Mengajarkan menjadi manusia yang memiliki jiwa "KEMANUSIAAN
YANG ADIL DAN BERADAB", yakni dalam menjalankan kehidupan
hendaknya mengamalkan amalan baik yang dicontohkan Nabi SAW. Menghendaki
persatuan dalam persaudaraan baik sesama muslim
maupun dengan non muslim yang diamalkan dalam nilai "PERSATUAN INDONESIA".
Seperti yang dicontohkan Nabi SAW di
Piagam Madinah, dalam hal pemerintahan mengamalkan "KERAKYATAN YANG
DIPIMPIN OLEH HIKMAT KEBIJAKANSANAAN DALAM PERMUSYAWARATAN PERWAKILAN"

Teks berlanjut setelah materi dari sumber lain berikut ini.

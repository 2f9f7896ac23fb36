//! Enumeration progress payloads.

use std::path::PathBuf;

use compact_str::CompactString;
use serde::Serialize;

/// One listed child.
#[derive(Debug, Clone, PartialEq, Eq, Serialize)]
pub struct BatchEntry {
    /// Name to display.
    pub name: CompactString,
    /// Location to operate on.
    pub path: PathBuf,
    /// Whether the entry is a directory (symlinks are not followed).
    pub is_dir: bool,
}

/// A batch of children emitted by one enumeration step.
#[derive(Debug, Clone, PartialEq, Eq, Serialize)]
pub struct BatchUpdate {
    /// The directory (or virtual location) being listed.
    pub directory: PathBuf,
    /// Entries found by this step.
    pub entries: Vec<BatchEntry>,
    /// Children examined so far, including filtered ones.
    pub completed: usize,
    /// Children in the listing.
    pub total: usize,
}

impl BatchUpdate {
    /// Fraction of the listing processed so far.
    pub fn fraction(&self) -> f64 {
        shelf_core::fraction(self.completed, self.total)
    }

    /// Whether this batch covers the end of the listing.
    pub fn is_last(&self) -> bool {
        self.completed >= self.total
    }
}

yang diamalkan oleh para pemimpin Islam dan dicontohkan demokrasi dalam musyawarah,
kemudian dalam mempimpin diri sendiri, keluarga, umat dan negara hendaknya
berbuat Adil, karena setiap kepemimpinan akan dipertanggung jawabkan di akhirat
kelak yang diamalkan dalam sila "KEADILAN SOSIAL BAGI SELURUH RAKYAT
INDONESIA".
Bagi saya, Islam Indonesia
itu bukan Islam yang keras dan tampak menyeramkan, bukan juga basis muslim
yang hobi berbicara "bunuh!, gantung!, kafir!". Meskipun Islam Indonesia
adalah mayoritas, guru bangsa Gus Dur selalu menekankan Pluralisme
beragama. Mereka bagi saya hanyalah penyamun kedamaian dan ketentraman hidup
beragama.
Islam datang ke Nusantara untuk
mengislamkan, bukan mengarabkan nusantara. Maka,
jadilah anak Indonesia yang cerdik dan cerdas. Cerdik dalam
menimbang keputusan dan bergerak tidak ngawur dan cerdas dalam memberikan solusi permasalahan dan menemukan gagasan baru. Menjadi
seorang perintis itu mudah, yang sulit adalah menjadi seorang penerus.